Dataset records

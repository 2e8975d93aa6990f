//! Order Aggregate
//!
//! Status lifecycle: `pending -> placed -> shipped -> delivered`, with
//! `cancelled` reachable from `pending`/`placed` and `returned` only from
//! `delivered`. Payment moves `pending -> paid|failed`, and `paid -> returned`
//! on cancel or return.

use chrono::{DateTime, Utc};
use rust_decimal::Decimal;
use serde::{Deserialize, Serialize};
use std::fmt;
use std::str::FromStr;
use uuid::Uuid;
use crate::domain::aggregates::{Cart, Coupon};
use crate::domain::events::DomainEvent;
use crate::domain::pricing::{OrderTotals, CASH_ON_DELIVERY_LIMIT};
use crate::domain::value_objects::round_money;

#[derive(Clone, Copy, Debug, PartialEq, Eq, Serialize, Deserialize)]
pub enum PaymentMethod {
    #[serde(rename = "cash on delivery")]
    CashOnDelivery,
    #[serde(rename = "online payment")]
    OnlinePayment,
    #[serde(rename = "wallet")]
    Wallet,
}

#[derive(Clone, Copy, Debug, PartialEq, Eq, Serialize, Deserialize)]
#[serde(rename_all = "lowercase")]
pub enum OrderStatus { Pending, Placed, Shipped, Delivered, Cancelled, Returned }

#[derive(Clone, Copy, Debug, PartialEq, Eq, Serialize, Deserialize)]
#[serde(rename_all = "lowercase")]
pub enum PaymentStatus { Pending, Paid, Failed, Returned }

#[derive(Clone, Copy, Debug, PartialEq, Eq, Serialize, Deserialize)]
#[serde(rename_all = "lowercase")]
pub enum ItemState { Ordered, Cancelled }

macro_rules! string_enum {
    ($ty:ident, $label:literal { $($variant:ident => $text:literal),+ $(,)? }) => {
        impl $ty {
            pub fn as_str(&self) -> &'static str {
                match self { $(Self::$variant => $text),+ }
            }
        }

        impl fmt::Display for $ty {
            fn fmt(&self, f: &mut fmt::Formatter<'_>) -> fmt::Result { f.write_str(self.as_str()) }
        }

        impl FromStr for $ty {
            type Err = OrderError;

            fn from_str(s: &str) -> Result<Self, Self::Err> {
                match s {
                    $($text => Ok(Self::$variant),)+
                    other => Err(OrderError::UnknownValue { field: $label, value: other.to_string() }),
                }
            }
        }
    };
}

string_enum!(PaymentMethod, "payment method" { CashOnDelivery => "cash on delivery", OnlinePayment => "online payment", Wallet => "wallet" });
string_enum!(OrderStatus, "order status" {
    Pending => "pending", Placed => "placed", Shipped => "shipped",
    Delivered => "delivered", Cancelled => "cancelled", Returned => "returned",
});
string_enum!(PaymentStatus, "payment status" { Pending => "pending", Paid => "paid", Failed => "failed", Returned => "returned" });
string_enum!(ItemState, "item state" { Ordered => "ordered", Cancelled => "cancelled" });

/// Postal address copied into the order at placement time.
#[derive(Clone, Debug, Default, PartialEq, Eq, Serialize)]
pub struct OrderAddress {
    pub name: String,
    pub phone_no: String,
    pub address_line1: String,
    pub address_line2: Option<String>,
    pub city: String,
    pub state: String,
    pub postal_code: String,
    pub country: String,
    pub landmark: Option<String>,
}

#[derive(Clone, Debug, PartialEq, Serialize)]
pub struct OrderItem {
    pub id: Uuid,
    pub order_id: Uuid,
    pub product_id: Uuid,
    pub product_name: String,
    pub product_price: Decimal,
    pub quantity: i32,
    pub total_price: Decimal,
    pub state: ItemState,
}

#[derive(Clone, Debug, Serialize)]
pub struct Order {
    pub id: Uuid,
    pub user_id: Uuid,
    pub subtotal: Decimal,
    pub discount: Decimal,
    pub shipping: Decimal,
    pub final_price: Decimal,
    pub address: OrderAddress,
    pub payment_method: PaymentMethod,
    pub payment_status: PaymentStatus,
    pub status: OrderStatus,
    pub coupon_code: Option<String>,
    pub items: Vec<OrderItem>,
    pub created_at: DateTime<Utc>,
    pub updated_at: DateTime<Utc>,
    #[serde(skip)]
    events: Vec<DomainEvent>,
}

/// Stock and money to give back after a cancellation or return.
#[derive(Clone, Debug, Default, PartialEq, Eq)]
pub struct Compensation {
    pub restock: Vec<(Uuid, i32)>,
    pub refund: Decimal,
    /// Coupon code whose usage should be released for the order's user.
    pub released_coupon: Option<String>,
}

impl Order {
    /// Turn the cart into an order. Stock, wallet and coupon usage are the
    /// caller's business; this only decides statuses and snapshots lines.
    pub fn place(
        user_id: Uuid,
        address: OrderAddress,
        cart: &Cart,
        totals: OrderTotals,
        payment_method: PaymentMethod,
        coupon_code: Option<String>,
    ) -> Result<Self, OrderError> {
        if cart.is_empty() { return Err(OrderError::EmptyCart); }

        let (status, payment_status) = match payment_method {
            PaymentMethod::CashOnDelivery if totals.final_price > CASH_ON_DELIVERY_LIMIT => {
                return Err(OrderError::CashOnDeliveryLimit);
            }
            PaymentMethod::CashOnDelivery => (OrderStatus::Placed, PaymentStatus::Pending),
            PaymentMethod::OnlinePayment => (OrderStatus::Pending, PaymentStatus::Pending),
            PaymentMethod::Wallet => (OrderStatus::Placed, PaymentStatus::Paid),
        };

        let id = Uuid::now_v7();
        let now = Utc::now();
        let items = cart.items.iter().map(|line| OrderItem {
            id: Uuid::now_v7(), order_id: id, product_id: line.product_id,
            product_name: line.product_name.clone(), product_price: line.product_price,
            quantity: line.quantity, total_price: line.total_price, state: ItemState::Ordered,
        }).collect();

        let mut order = Self {
            id, user_id, subtotal: totals.subtotal, discount: totals.discount, shipping: totals.shipping,
            final_price: totals.final_price, address, payment_method, payment_status, status,
            coupon_code, items, created_at: now, updated_at: now, events: vec![],
        };
        order.raise_event(DomainEvent::OrderPlaced {
            order_id: id, user_id, final_price: order.final_price, payment_method,
        });
        Ok(order)
    }

    /// Rebuild an order loaded from storage.
    #[allow(clippy::too_many_arguments)]
    pub fn restore(
        id: Uuid, user_id: Uuid, totals: OrderTotals, address: OrderAddress,
        payment_method: PaymentMethod, payment_status: PaymentStatus, status: OrderStatus,
        coupon_code: Option<String>, items: Vec<OrderItem>,
        created_at: DateTime<Utc>, updated_at: DateTime<Utc>,
    ) -> Self {
        Self {
            id, user_id, subtotal: totals.subtotal, discount: totals.discount, shipping: totals.shipping,
            final_price: totals.final_price, address, payment_method, payment_status, status,
            coupon_code, items, created_at, updated_at, events: vec![],
        }
    }

    pub fn is_paid(&self) -> bool { self.payment_status == PaymentStatus::Paid }

    pub fn cancel(&mut self) -> Result<Compensation, OrderError> {
        self.ensure_cancellable()?;

        let restock = self.items.iter_mut()
            .filter(|i| i.state == ItemState::Ordered)
            .map(|i| { i.state = ItemState::Cancelled; (i.product_id, i.quantity) })
            .collect();
        let refund = if self.is_paid() { self.final_price } else { Decimal::ZERO };

        self.status = OrderStatus::Cancelled;
        self.payment_status = PaymentStatus::Returned;
        self.touch();
        self.raise_event(DomainEvent::OrderCancelled { order_id: self.id, refunded: refund });
        Ok(Compensation { restock, refund, released_coupon: None })
    }

    pub fn return_order(&mut self) -> Result<Compensation, OrderError> {
        match self.status {
            OrderStatus::Cancelled => return Err(OrderError::AlreadyCancelled),
            OrderStatus::Returned => return Err(OrderError::AlreadyReturned),
            OrderStatus::Shipped => return Err(OrderError::NotReturnable),
            OrderStatus::Pending | OrderStatus::Placed => return Err(OrderError::MustCancel),
            OrderStatus::Delivered => {}
        }

        let refund = if self.is_paid() { self.final_price } else { Decimal::ZERO };
        self.status = OrderStatus::Returned;
        self.payment_status = PaymentStatus::Returned;
        self.touch();
        self.raise_event(DomainEvent::OrderReturned { order_id: self.id, refunded: refund });
        Ok(Compensation { restock: vec![], refund, released_coupon: None })
    }

    /// Cancel the line for `product_id`.
    ///
    /// The subtotal drops by the line total and shipping is waived. An applied
    /// coupon is re-evaluated against the new subtotal: below its minimum (or
    /// when the coupon no longer exists) it is stripped and its usage
    /// released, otherwise its discount is recomputed. A paid order is
    /// refunded the difference in final price. Cancelling the last open line
    /// cancels the order.
    pub fn cancel_item(&mut self, product_id: Uuid, coupon: Option<&Coupon>) -> Result<Compensation, OrderError> {
        self.ensure_cancellable()?;

        let line = self.items.iter_mut()
            .filter(|i| i.product_id == product_id)
            .min_by_key(|i| i.state == ItemState::Cancelled)
            .ok_or(OrderError::ItemNotFound)?;
        if line.state == ItemState::Cancelled { return Err(OrderError::ItemAlreadyCancelled); }
        line.state = ItemState::Cancelled;
        let (line_total, quantity) = (line.total_price, line.quantity);

        let previous_final = self.final_price;
        let subtotal = round_money((self.subtotal - line_total).max(Decimal::ZERO));

        let mut released_coupon = None;
        let discount = match (self.coupon_code.take(), coupon) {
            (Some(code), Some(c)) if c.code == code && subtotal >= c.minimum_amount => {
                self.coupon_code = Some(code);
                c.discount_for(subtotal)
            }
            (Some(code), _) => { released_coupon = Some(code); Decimal::ZERO }
            (None, _) => Decimal::ZERO,
        };

        self.subtotal = subtotal;
        self.discount = discount;
        self.shipping = Decimal::ZERO;
        self.final_price = subtotal - discount;

        let refund = if self.is_paid() {
            (previous_final - self.final_price).max(Decimal::ZERO)
        } else {
            Decimal::ZERO
        };

        if self.items.iter().all(|i| i.state == ItemState::Cancelled) {
            self.status = OrderStatus::Cancelled;
            self.payment_status = PaymentStatus::Returned;
        }
        self.touch();
        self.raise_event(DomainEvent::OrderItemCancelled { order_id: self.id, product_id, refunded: refund });
        Ok(Compensation { restock: vec![(product_id, quantity)], refund, released_coupon })
    }

    pub fn ship(&mut self) -> Result<(), OrderError> {
        match self.status {
            OrderStatus::Pending | OrderStatus::Placed => {}
            OrderStatus::Cancelled => return Err(OrderError::AlreadyCancelled),
            OrderStatus::Shipped => return Err(OrderError::AlreadyShipped),
            from => return Err(OrderError::InvalidTransition { from, to: OrderStatus::Shipped }),
        }
        self.status = OrderStatus::Shipped;
        self.touch();
        self.raise_event(DomainEvent::OrderShipped { order_id: self.id });
        Ok(())
    }

    /// A cash-on-delivery order is paid when it is delivered.
    pub fn deliver(&mut self) -> Result<(), OrderError> {
        if self.status != OrderStatus::Shipped {
            return Err(OrderError::InvalidTransition { from: self.status, to: OrderStatus::Delivered });
        }
        self.status = OrderStatus::Delivered;
        if self.payment_method == PaymentMethod::CashOnDelivery && self.payment_status == PaymentStatus::Pending {
            self.payment_status = PaymentStatus::Paid;
        }
        self.touch();
        self.raise_event(DomainEvent::OrderDelivered { order_id: self.id });
        Ok(())
    }

    pub fn confirm_payment(&mut self) -> Result<(), OrderError> {
        self.ensure_awaiting_online_payment()?;
        self.status = OrderStatus::Placed;
        self.payment_status = PaymentStatus::Paid;
        self.touch();
        self.raise_event(DomainEvent::PaymentConfirmed { order_id: self.id });
        Ok(())
    }

    pub fn fail_payment(&mut self) -> Result<(), OrderError> {
        self.ensure_awaiting_online_payment()?;
        self.payment_status = PaymentStatus::Failed;
        self.touch();
        self.raise_event(DomainEvent::PaymentFailed { order_id: self.id });
        Ok(())
    }

    /// Drop the applied coupon and charge the full price again.
    /// Returns the code whose usage should be released.
    pub fn remove_coupon(&mut self) -> Result<String, OrderError> {
        if !matches!(self.status, OrderStatus::Pending | OrderStatus::Placed) || self.is_paid() {
            return Err(OrderError::CouponLocked);
        }
        let code = self.coupon_code.take().ok_or(OrderError::NoCoupon)?;
        self.final_price += self.discount;
        self.discount = Decimal::ZERO;
        self.touch();
        self.raise_event(DomainEvent::CouponRemoved { order_id: self.id, coupon_code: code.clone() });
        Ok(code)
    }

    pub fn take_events(&mut self) -> Vec<DomainEvent> { std::mem::take(&mut self.events) }

    fn ensure_cancellable(&self) -> Result<(), OrderError> {
        match self.status {
            OrderStatus::Pending | OrderStatus::Placed => Ok(()),
            OrderStatus::Cancelled => Err(OrderError::AlreadyCancelled),
            OrderStatus::Shipped => Err(OrderError::AlreadyShipped),
            from => Err(OrderError::InvalidTransition { from, to: OrderStatus::Cancelled }),
        }
    }

    fn ensure_awaiting_online_payment(&self) -> Result<(), OrderError> {
        if self.payment_method != PaymentMethod::OnlinePayment { return Err(OrderError::NotOnlinePayment); }
        if self.status != OrderStatus::Pending || !matches!(self.payment_status, PaymentStatus::Pending | PaymentStatus::Failed) {
            return Err(OrderError::PaymentNotPending);
        }
        Ok(())
    }

    fn raise_event(&mut self, e: DomainEvent) { self.events.push(e); }
    fn touch(&mut self) { self.updated_at = Utc::now(); }
}

#[derive(Debug, Clone, PartialEq, Eq, thiserror::Error)]
pub enum OrderError {
    #[error("cart is empty")]
    EmptyCart,
    #[error("cash on delivery is not allowed for orders with a final price greater than 1000")]
    CashOnDeliveryLimit,
    #[error("order already cancelled")]
    AlreadyCancelled,
    #[error("order already shipped")]
    AlreadyShipped,
    #[error("order already returned")]
    AlreadyReturned,
    #[error("order not returnable")]
    NotReturnable,
    #[error("order is not delivered yet, cancel it instead")]
    MustCancel,
    #[error("cannot move order from {from} to {to}")]
    InvalidTransition { from: OrderStatus, to: OrderStatus },
    #[error("order item not found")]
    ItemNotFound,
    #[error("order item already cancelled")]
    ItemAlreadyCancelled,
    #[error("order was not placed with online payment")]
    NotOnlinePayment,
    #[error("order is not awaiting payment")]
    PaymentNotPending,
    #[error("order has no coupon applied")]
    NoCoupon,
    #[error("coupon can only be removed from unpaid pending or placed orders")]
    CouponLocked,
    #[error("invalid {field}: '{value}'")]
    UnknownValue { field: &'static str, value: String },
}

* _What the task asks_: Tally of lines with the word "PaymentNotPending": work out how many lines in the records hold it, and give that number only.

* _Solution to this problem_: 2